Experimental Training and Validation of a System for Aircraft Acoustic Signature Identification

This paper deals with the experimental validation of an innovative system for the aircraft acoustic signature identification which has been developed by the vibration and acoustics laboratory of the Italian Aerospace Research Center. The system is composed of an algorithm for the acoustic signature identification and a dedicated neural network classifier, trained with a set of experimental aircraft noise data. The algorithm test and validation has been performed for different airplanes during takeoff and landing maneuvers. The experimental activity of ground noise measurements has been carried out at the Naples airport of Capodichino.
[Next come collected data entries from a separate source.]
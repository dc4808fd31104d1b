// SPDX-License-Identifier: AGPL-3.0

//! Configuration management for gasbound
//!
//! Command-line options and TOML config files both land in [`Config`]. The
//! analysis engine never sees `Config` directly: it receives the plain
//! [`AnalysisConfig`] produced by [`Config::analysis`].

use anyhow::{Context, Result};
use clap::{Parser, ValueEnum};
use gasbound_constants::{
    DEFAULT_GAS_STEP, DEFAULT_LOOP_BOUND, DEFAULT_MAX_DEPTH, DEFAULT_MAX_PATHS,
    DEFAULT_MAX_SEARCH_ROUNDS, DEFAULT_MAX_UNROLL, DEFAULT_SOLVER_TIMEOUT_MS, GAS_LIMIT_DEFAULT,
};
use serde::{Deserialize, Serialize};
use std::collections::HashMap;
use std::path::{Path, PathBuf};

/// How input files are decoded into opcodes
#[derive(Debug, Clone, Copy, PartialEq, Eq, ValueEnum, Serialize, Deserialize)]
#[serde(rename_all = "kebab-case")]
pub enum InputFormat {
    /// `<offset>: <MNEMONIC> [0x<operand>]` per line
    Listing,
    /// Whitespace-separated `solc --opcodes` output
    SolcOpcodes,
    /// Hex-encoded runtime bytecode
    Bytecode,
}

impl InputFormat {
    pub fn name(&self) -> &'static str {
        match self {
            InputFormat::Listing => "listing",
            InputFormat::SolcOpcodes => "solc-opcodes",
            InputFormat::Bytecode => "bytecode",
        }
    }
}

impl std::str::FromStr for InputFormat {
    type Err = anyhow::Error;

    fn from_str(s: &str) -> Result<Self> {
        match s.to_lowercase().replace('_', "-").as_str() {
            "listing" => Ok(InputFormat::Listing),
            "solc-opcodes" | "solc" => Ok(InputFormat::SolcOpcodes),
            "bytecode" | "hex" => Ok(InputFormat::Bytecode),
            _ => Err(anyhow::anyhow!("Invalid input format: {}", s)),
        }
    }
}

/// Main gasbound configuration
#[derive(Debug, Clone, Parser, Serialize, Deserialize)]
#[clap(
    name = "gasbound",
    version,
    about = "Symbolic gas-bound analyzer for EVM bytecode"
)]
pub struct Config {
    /// Input files or directories
    #[clap(value_name = "PATH")]
    #[serde(default)]
    pub paths: Vec<PathBuf>,

    /// Path to the config file
    #[clap(long)]
    pub config: Option<PathBuf>,

    /// Input encoding
    #[clap(long, value_enum, default_value = "listing")]
    #[serde(default = "default_format")]
    pub format: InputFormat,

    /// Gas limit used to flag expensive contracts
    #[clap(long, default_value_t = GAS_LIMIT_DEFAULT)]
    #[serde(default = "default_gas_limit")]
    pub gas_limit: u64,

    /// Solver timeout per check, e.g. `500ms`, `10s` (plain numbers are ms)
    #[clap(long, default_value = "10000", value_parser = parse_timeout_arg)]
    #[serde(default = "default_solver_timeout")]
    pub solver_timeout: u32,

    /// Unsigned upper bound of loop counter variables
    #[clap(long, default_value_t = DEFAULT_LOOP_BOUND)]
    #[serde(default = "default_loop_bound")]
    pub loop_bound: u64,

    /// Threshold increment of the gas-bound search
    #[clap(long, default_value_t = DEFAULT_GAS_STEP)]
    #[serde(default = "default_gas_step")]
    pub gas_step: u64,

    /// Starting threshold of the gas-bound search
    #[clap(long, default_value_t = 0)]
    #[serde(default)]
    pub lower_bound: u64,

    /// Maximum number of nodes per path
    #[clap(long, default_value_t = DEFAULT_MAX_DEPTH)]
    #[serde(default = "default_max_depth")]
    pub max_depth: usize,

    /// Maximum number of explored paths
    #[clap(long, default_value_t = DEFAULT_MAX_PATHS)]
    #[serde(default = "default_max_paths")]
    pub max_paths: usize,

    /// Loop header occurrences tolerated before giving up on a loop
    #[clap(long, default_value_t = DEFAULT_MAX_UNROLL)]
    #[serde(default = "default_max_unroll")]
    pub max_unroll: usize,

    /// Maximum rounds of the gas-bound search
    #[clap(long, default_value_t = DEFAULT_MAX_SEARCH_ROUNDS)]
    #[serde(default = "default_max_search_rounds")]
    pub max_search_rounds: usize,

    /// Number of files analysed in parallel (0 = available cores)
    #[clap(long, short = 'j', default_value_t = 0)]
    #[serde(default)]
    pub jobs: usize,

    /// Write results to a JSON file
    #[clap(long)]
    pub json_output: Option<PathBuf>,

    /// Directory for ranking-function artifacts
    #[clap(long)]
    pub ranking_output: Option<PathBuf>,

    /// Increase verbosity (-v info, -vv debug, -vvv trace)
    #[clap(long, short = 'v', action = clap::ArgAction::Count)]
    #[serde(default)]
    pub verbose: u8,

    /// Disable colored console output
    #[clap(long)]
    #[serde(default)]
    pub no_color: bool,
}

// Default value functions
fn default_format() -> InputFormat {
    InputFormat::Listing
}

fn default_gas_limit() -> u64 {
    GAS_LIMIT_DEFAULT
}

fn default_solver_timeout() -> u32 {
    DEFAULT_SOLVER_TIMEOUT_MS
}

fn default_loop_bound() -> u64 {
    DEFAULT_LOOP_BOUND
}

fn default_gas_step() -> u64 {
    DEFAULT_GAS_STEP
}

fn default_max_depth() -> usize {
    DEFAULT_MAX_DEPTH
}

fn default_max_paths() -> usize {
    DEFAULT_MAX_PATHS
}

fn default_max_unroll() -> usize {
    DEFAULT_MAX_UNROLL
}

fn default_max_search_rounds() -> usize {
    DEFAULT_MAX_SEARCH_ROUNDS
}

impl Default for Config {
    fn default() -> Self {
        Self {
            paths: Vec::new(),
            config: None,
            format: default_format(),
            gas_limit: default_gas_limit(),
            solver_timeout: default_solver_timeout(),
            loop_bound: default_loop_bound(),
            gas_step: default_gas_step(),
            lower_bound: 0,
            max_depth: default_max_depth(),
            max_paths: default_max_paths(),
            max_unroll: default_max_unroll(),
            max_search_rounds: default_max_search_rounds(),
            jobs: 0,
            json_output: None,
            ranking_output: None,
            verbose: 0,
            no_color: false,
        }
    }
}

impl Config {
    /// Load configuration from a TOML file
    ///
    /// Keys live under a `[global]` table and may be written in kebab-case
    /// or snake_case.
    pub fn from_file(path: &Path) -> Result<Self> {
        let content = std::fs::read_to_string(path)
            .with_context(|| format!("Failed to read config file: {:?}", path))?;

        let parsed: TomlConfig = toml::from_str(&content)
            .with_context(|| format!("Failed to parse config file: {:?}", path))?;

        parsed
            .to_config()
            .with_context(|| format!("Invalid config file: {:?}", path))
    }

    /// Override values in `self` with the non-default values of `other`
    pub fn merge(&mut self, other: Self) {
        if !other.paths.is_empty() {
            self.paths = other.paths;
        }
        if other.config.is_some() {
            self.config = other.config;
        }
        if other.format != default_format() {
            self.format = other.format;
        }
        if other.gas_limit != default_gas_limit() {
            self.gas_limit = other.gas_limit;
        }
        if other.solver_timeout != default_solver_timeout() {
            self.solver_timeout = other.solver_timeout;
        }
        if other.loop_bound != default_loop_bound() {
            self.loop_bound = other.loop_bound;
        }
        if other.gas_step != default_gas_step() {
            self.gas_step = other.gas_step;
        }
        if other.lower_bound > 0 {
            self.lower_bound = other.lower_bound;
        }
        if other.max_depth != default_max_depth() {
            self.max_depth = other.max_depth;
        }
        if other.max_paths != default_max_paths() {
            self.max_paths = other.max_paths;
        }
        if other.max_unroll != default_max_unroll() {
            self.max_unroll = other.max_unroll;
        }
        if other.max_search_rounds != default_max_search_rounds() {
            self.max_search_rounds = other.max_search_rounds;
        }
        if other.jobs > 0 {
            self.jobs = other.jobs;
        }
        if other.json_output.is_some() {
            self.json_output = other.json_output;
        }
        if other.ranking_output.is_some() {
            self.ranking_output = other.ranking_output;
        }
        if other.verbose > 0 {
            self.verbose = other.verbose;
        }
        if other.no_color {
            self.no_color = true;
        }
    }

    /// Engine-facing settings
    pub fn analysis(&self) -> AnalysisConfig {
        AnalysisConfig {
            solver_timeout_ms: self.solver_timeout,
            loop_bound: self.loop_bound,
            gas_step: self.gas_step,
            lower_bound: self.lower_bound,
            max_depth: self.max_depth,
            max_paths: self.max_paths,
            max_unroll: self.max_unroll,
            max_search_rounds: self.max_search_rounds,
        }
    }

    pub fn unparse_timeout(timeout_ms: u32) -> String {
        if timeout_ms >= 1000 && timeout_ms % 1000 == 0 {
            format!("{}s", timeout_ms / 1000)
        } else {
            format!("{}ms", timeout_ms)
        }
    }
}

/// Settings consumed by the exploration engine and the gas-bound search
#[derive(Debug, Clone, PartialEq, Eq, Serialize, Deserialize)]
pub struct AnalysisConfig {
    pub solver_timeout_ms: u32,
    /// Exclusive upper bound of every loop counter
    pub loop_bound: u64,
    pub gas_step: u64,
    pub lower_bound: u64,
    pub max_depth: usize,
    pub max_paths: usize,
    /// Occurrences of one loop header allowed before synthesis must succeed
    pub max_unroll: usize,
    pub max_search_rounds: usize,
}

impl Default for AnalysisConfig {
    fn default() -> Self {
        Self {
            solver_timeout_ms: DEFAULT_SOLVER_TIMEOUT_MS,
            loop_bound: DEFAULT_LOOP_BOUND,
            gas_step: DEFAULT_GAS_STEP,
            lower_bound: 0,
            max_depth: DEFAULT_MAX_DEPTH,
            max_paths: DEFAULT_MAX_PATHS,
            max_unroll: DEFAULT_MAX_UNROLL,
            max_search_rounds: DEFAULT_MAX_SEARCH_ROUNDS,
        }
    }
}

impl AnalysisConfig {
    pub fn validate(&self) -> Result<()> {
        if self.gas_step == 0 {
            anyhow::bail!("gas step must be positive");
        }
        if self.loop_bound < 2 {
            anyhow::bail!("loop bound must be at least 2, got {}", self.loop_bound);
        }
        if self.max_search_rounds == 0 {
            anyhow::bail!("max search rounds must be positive");
        }
        if self.max_unroll < 2 {
            anyhow::bail!("max unroll must be at least 2, got {}", self.max_unroll);
        }
        if self.max_depth == 0 || self.max_paths == 0 {
            anyhow::bail!("exploration ceilings must be positive");
        }
        Ok(())
    }
}

/// TOML configuration structure (for parsing from file)
#[derive(Debug, Deserialize)]
struct TomlConfig {
    #[serde(default)]
    global: HashMap<String, toml::Value>,
}

impl TomlConfig {
    fn to_config(self) -> Result<Config> {
        let mut config = Config::default();

        for (key, value) in self.global {
            let key = key.replace('-', "_");

            match key.as_str() {
                "paths" => {
                    config.paths = value
                        .as_array()
                        .ok_or_else(|| anyhow::anyhow!("Expected array, got {:?}", value))?
                        .iter()
                        .map(parse_toml_path)
                        .collect::<Result<_>>()?
                }
                "format" => config.format = parse_toml_string(&value)?.parse()?,
                "gas_limit" => config.gas_limit = parse_toml_u64(&value)?,
                "solver_timeout" => {
                    config.solver_timeout = match value.as_str() {
                        Some(s) => parse_timeout_arg(s).map_err(|e| anyhow::anyhow!(e))?,
                        None => u32::try_from(parse_toml_u64(&value)?)?,
                    }
                }
                "loop_bound" => config.loop_bound = parse_toml_u64(&value)?,
                "gas_step" => config.gas_step = parse_toml_u64(&value)?,
                "lower_bound" => config.lower_bound = parse_toml_u64(&value)?,
                "max_depth" => config.max_depth = parse_toml_usize(&value)?,
                "max_paths" => config.max_paths = parse_toml_usize(&value)?,
                "max_unroll" => config.max_unroll = parse_toml_usize(&value)?,
                "max_search_rounds" => config.max_search_rounds = parse_toml_usize(&value)?,
                "jobs" => config.jobs = parse_toml_usize(&value)?,
                "json_output" => config.json_output = Some(parse_toml_path(&value)?),
                "ranking_output" => config.ranking_output = Some(parse_toml_path(&value)?),
                "verbose" => config.verbose = parse_toml_u8(&value)?,
                "no_color" => config.no_color = parse_toml_bool(&value)?,
                _ => anyhow::bail!("Unknown config key: {}", key),
            }
        }

        Ok(config)
    }
}

fn parse_toml_string(value: &toml::Value) -> Result<String> {
    value
        .as_str()
        .map(|s| s.to_string())
        .ok_or_else(|| anyhow::anyhow!("Expected string, got {:?}", value))
}

fn parse_toml_bool(value: &toml::Value) -> Result<bool> {
    value
        .as_bool()
        .ok_or_else(|| anyhow::anyhow!("Expected bool, got {:?}", value))
}

fn parse_toml_usize(value: &toml::Value) -> Result<usize> {
    value
        .as_integer()
        .and_then(|i| usize::try_from(i).ok())
        .ok_or_else(|| anyhow::anyhow!("Expected usize, got {:?}", value))
}

fn parse_toml_u8(value: &toml::Value) -> Result<u8> {
    value
        .as_integer()
        .and_then(|i| u8::try_from(i).ok())
        .ok_or_else(|| anyhow::anyhow!("Expected u8, got {:?}", value))
}

fn parse_toml_u64(value: &toml::Value) -> Result<u64> {
    value
        .as_integer()
        .and_then(|i| u64::try_from(i).ok())
        .ok_or_else(|| anyhow::anyhow!("Expected u64, got {:?}", value))
}

fn parse_toml_path(value: &toml::Value) -> Result<PathBuf> {
    Ok(PathBuf::from(parse_toml_string(value)?))
}

/// Parse time string with unit support
/// Supports: "100ms", "5s", "2m", "1h", or plain numbers (default_unit)
pub fn parse_time(time_str: &str, default_unit: &str) -> Result<u64> {
    let time_str = time_str.trim();

    if let Some(num_str) = time_str.strip_suffix("ms") {
        return Ok(num_str.trim().parse::<u64>()?);
    }
    if let Some(num_str) = time_str.strip_suffix('s') {
        return Ok(num_str.trim().parse::<u64>()? * 1000);
    }
    if let Some(num_str) = time_str.strip_suffix('m') {
        return Ok(num_str.trim().parse::<u64>()? * 60 * 1000);
    }
    if let Some(num_str) = time_str.strip_suffix('h') {
        return Ok(num_str.trim().parse::<u64>()? * 60 * 60 * 1000);
    }

    let value = time_str.parse::<u64>()?;
    match default_unit {
        "ms" => Ok(value),
        "s" => Ok(value * 1000),
        "m" => Ok(value * 60 * 1000),
        "h" => Ok(value * 60 * 60 * 1000),
        _ => Err(anyhow::anyhow!("Invalid default unit: {}", default_unit)),
    }
}

/// clap value parser for timeouts in milliseconds
fn parse_timeout_arg(s: &str) -> std::result::Result<u32, String> {
    let ms = parse_time(s, "ms").map_err(|e| format!("invalid timeout {:?}: {}", s, e))?;
    u32::try_from(ms).map_err(|_| format!("timeout {:?} is too large", s))
}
More than 200 aircraft noise events of five aircraft types (Airbus A320, Boeing B737, McDonnel Douglas MD80, Fokker F100, Aerospatiale/Alenia ATR72), during both takeoff and landing maneuver, have been measured. This paper demonstrates the feasibility of developing a suitable artificial neural network to establish if a time signal, elaborated through a wavelet process, is or is not similar to others, having been recognized as originated from a defined type of aircraft. The artificial neural network was trained by the use of a subset of experimental data and then validated through a comparison with another subset of data from the same experimental campaign. The developed software demonstrated to give more than satisfactory results for each of the acquired spectra, with the maximum error always being under (10)%.